(Bloomberg) -- Two former Archegos Capital Management employees, one a senior executive and the other a junior staffer, described their different experiences of the family office’s March 2021 collapse at the trial of founder Bill Hwang.

Brian Jones, Archegos’ co-president, took the stand Wednesday as the third witness called by Manhattan federal prosecutors. Jones, a onetime Bear Stearns managing director, was head of research at Hwang’s firm. He said he first heard Archegos was in trouble the evening of March 24, 2021, while he was on vacation in Texas.

Executive chairman Andy Mills emailed Jones about how they were having difficulty meeting margin calls from Archegos’ counterparty banks. Mills said he was developing a liquidation strategy and praying the markets went up the next day.

“Otherwise, liquidation might be dire,” Mills wrote in the email. Jones is returning to the stand on Thursday.

Earlier on Wednesday, operations staffer Jesse Martz described the same sequence of events from a different perspective. A relatively junior staffer, Martz had little direct contact with Hwang and none with the banks that lost $10 billion trading with Archegos. But he saw the spreadsheets detailing the scale of Archegos’ losses. 

“Gonna be a bloodbath,” Martz wrote in a March 25, 2021, chat message shared with fellow Archegos operations team members that was shown to the jury.

Goldman Call

The two former employees’ testimony followed that of former UBS Group AG risk manager Bryan Fairbanks. UBS was one of the counterparties to whom Hwang and other senior Archegos staff allegedly lied about the firm’s positions, and Fairbanks recounted a series of calls with senior Archegos staff and eventually Hwang himself in which the scope of the disaster began to dawn on him.

Jones said he fielded a March 25, 2021, call from another of Archegos’ counterparties, Goldman Sachs Group Inc.
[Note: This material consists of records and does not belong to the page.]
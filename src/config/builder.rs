//! Typestate builder for [`SiteProfile`].
//!
//! The base URL is the one required field; `build()` is only available
//! once it has been provided, and pattern validation happens exactly once
//! at build time.

use std::marker::PhantomData;
use std::path::PathBuf;

use anyhow::Result;

use super::profile::{CategoryRule, FolderRule, SiteProfile};

/// Marker state: the base URL has been set.
pub struct WithBaseUrl;

pub struct SiteProfileBuilder<State = ()> {
    profile: SiteProfile,
    _phantom: PhantomData<State>,
}

impl SiteProfile {
    /// Create a builder with defaults for everything but the base URL.
    #[must_use]
    pub fn builder() -> SiteProfileBuilder<()> {
        SiteProfileBuilder {
            profile: Self::default(),
            _phantom: PhantomData,
        }
    }
}

impl SiteProfileBuilder<()> {
    /// Set the legacy site's root URL.
    ///
    /// A missing scheme defaults to `https://`; a trailing slash is
    /// trimmed so page URLs join cleanly.
    pub fn base_url(mut self, url: impl Into<String>) -> SiteProfileBuilder<WithBaseUrl> {
        let url = url.into();
        let normalized = if url.starts_with("http://") || url.starts_with("https://") {
            url
        } else {
            format!("https://{url}")
        };
        self.profile.base_url = normalized.trim_end_matches('/').to_string();
        SiteProfileBuilder {
            profile: self.profile,
            _phantom: PhantomData,
        }
    }
}

impl SiteProfileBuilder<WithBaseUrl> {
    /// Validate patterns and produce the finished profile.
    pub fn build(self) -> Result<SiteProfile> {
        self.profile.validate()?;
        Ok(self.profile)
    }
}

impl<State> SiteProfileBuilder<State> {
    #[must_use]
    pub fn site_name(mut self, name: impl Into<String>) -> Self {
        self.profile.site_name = Some(name.into());
        self
    }

    #[must_use]
    pub fn content_selector(mut self, selector: impl Into<String>) -> Self {
        self.profile.content_selector = Some(selector.into());
        self
    }

    #[must_use]
    pub fn pages(mut self, slugs: Vec<String>) -> Self {
        self.profile.pages = slugs;
        self
    }

    #[must_use]
    pub fn image_url_pattern(mut self, pattern: impl Into<String>) -> Self {
        self.profile.image_url_pattern = pattern.into();
        self
    }

    #[must_use]
    pub fn image_size_suffix(mut self, pattern: impl Into<String>) -> Self {
        self.profile.image_size_suffix = pattern.into();
        self
    }

    #[must_use]
    pub fn image_hires_suffix(mut self, suffix: impl Into<String>) -> Self {
        self.profile.image_hires_suffix = suffix.into();
        self
    }

    #[must_use]
    pub fn hero_marker(mut self, marker: impl Into<String>) -> Self {
        self.profile.hero_marker = Some(marker.into());
        self
    }

    #[must_use]
    pub fn opaque_name_prefix(mut self, prefix: impl Into<String>) -> Self {
        self.profile.opaque_name_prefix = Some(prefix.into());
        self
    }

    /// Map a source folder to a category. Rule order is walk order.
    #[must_use]
    pub fn folder_rule(mut self, folder: impl Into<String>, category: impl Into<String>) -> Self {
        self.profile.folder_rules.push(FolderRule {
            folder: folder.into(),
            category: category.into(),
        });
        self
    }

    /// Register a category with its generated-name prefix and manifest
    /// description.
    #[must_use]
    pub fn category(
        mut self,
        name: impl Into<String>,
        prefix: impl Into<String>,
        description: impl Into<String>,
    ) -> Self {
        let name = name.into();
        // Re-registering replaces, so the built-in "general" entry can be
        // overridden.
        self.profile.categories.retain(|c| c.name != name);
        self.profile.categories.push(CategoryRule {
            name,
            prefix: prefix.into(),
            description: description.into(),
        });
        self
    }

    #[must_use]
    pub fn default_category(mut self, name: impl Into<String>) -> Self {
        self.profile.default_category = name.into();
        self
    }

    #[must_use]
    pub fn cache_dir(mut self, dir: impl Into<PathBuf>) -> Self {
        self.profile.cache_dir = dir.into();
        self
    }

    #[must_use]
    pub fn pages_dir(mut self, dir: impl Into<PathBuf>) -> Self {
        self.profile.pages_dir = dir.into();
        self
    }

    #[must_use]
    pub fn assets_dir(mut self, dir: impl Into<PathBuf>) -> Self {
        self.profile.assets_dir = dir.into();
        self
    }

    #[must_use]
    pub fn assets_prefix(mut self, prefix: impl Into<String>) -> Self {
        self.profile.assets_prefix = prefix.into();
        self
    }

    #[must_use]
    pub fn report_dir(mut self, dir: impl Into<PathBuf>) -> Self {
        self.profile.report_dir = dir.into();
        self
    }

    #[must_use]
    pub fn delay_secs(mut self, secs: f64) -> Self {
        self.profile.delay_secs = secs;
        self
    }

    #[must_use]
    pub fn max_retries(mut self, retries: u32) -> Self {
        self.profile.max_retries = retries;
        self
    }

    #[must_use]
    pub fn force(mut self, force: bool) -> Self {
        self.profile.force = force;
        self
    }

    #[must_use]
    pub fn user_agent(mut self, agent: impl Into<String>) -> Self {
        self.profile.user_agent = agent.into();
        self
    }
}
“They wanted to hear what the plan was for the day and to encourage Mr. Hwang to be active in selling everything he needed to in order to meet the margin call at the end of the day,” Jones said of Goldman. “They pointed out that fact that, at some point during the day, they didn’t feel the trading activity was on pace to meet the margin call they had extended.”

Most of Martz’s time on the stand was spent explaining spreadsheets and financial reports from that period. Using the leverage provided by the banks, Archegos had $36.3 billion in total assets that Hwang used to amassed a gross exposure of $163.5 billion at the end of Monday, March 22, 2021. By Friday it was gone. Soon after, Martz and other Archegos staffers were told to look for new jobs, he testified.

‘Intensity and Stress’

“There was a level of intensity and stress to it,” Martz told jurors about the firm’s final week. “A lot of activity and trading and volume and that made it stressful.”

Appearing nervous at times, Martz said that Archegos was a relatively easygoing place to work at first. Much of his job was processing trades and inputting the data that got turned into financial reports for Hwang and others. When he started at the firm in 2019, Martz recalled, Hwang made few trades, possibly once going a week without touching his portfolio.

By 2021, things were different. Early that year, Martz said, Hwang tightened restrictions on who at Archegos was allowed to access the detailed trading reports circulated by the operations team.

During his cross-examination of Martz, Hwang’s lawyer, Barry Berke, tried to suggest that Archegos tightened security in response to the meme-stock frenzy of early 2021. Martz responded that he couldn’t remember why the firm tightened security but said he and other Archegos staffers had discussed the meteoric rises of GameStop Corp. and other meme stocks.

In Archegos’ final week, Martz said he and the other members of the team were instructed not to act on the mounting and increasingly frantic margin calls from counterparty banks.

‘Well, Archegos Isn’t Around’

Martz said his salary in his last year at Archegos was $145,000, plus a $70,000 bonus. But 25% of his pay was withheld to be invested by Archegos, and the firm ended up owing him $40,000, he testified. Martz said he got $3,000 back after signing a release saying he wouldn’t sue for more.

Jones said he arrived back in New York late on March 25 and found a group in Mills’ office strategizing about how to deal with the counterparties.

“There was an attempt to get a standstill agreement together amongst the large banks,” Jones said. “There was a focus on discussions with the six largest counterparties banks, and an attempt to get them to essentially not act on their margin calls and to give Archegos more time to work through their positions and ultimately to, you know, meet the margin calls.”

Prosecutor Andrew Mark Thomas asked Jones how the issues resolved themselves.

“Well, Archegos isn’t around anymore,” Jones replied with a chuckle.

The jury is expected to hear from several other counterparty witnesses over the next several weeks, as well as former Archegos head trader William Tomita and risk management chief Scott Becker. The two, who have both pleaded guilty to crimes, are the prosecution’s star witnesses against Hwang and his co-defendant, former Archegos Chief Financial Officer Patrick Halligan.

The case is US v. Hwang, 22-cr-00240, US District Court, Southern District of New York (Manhattan).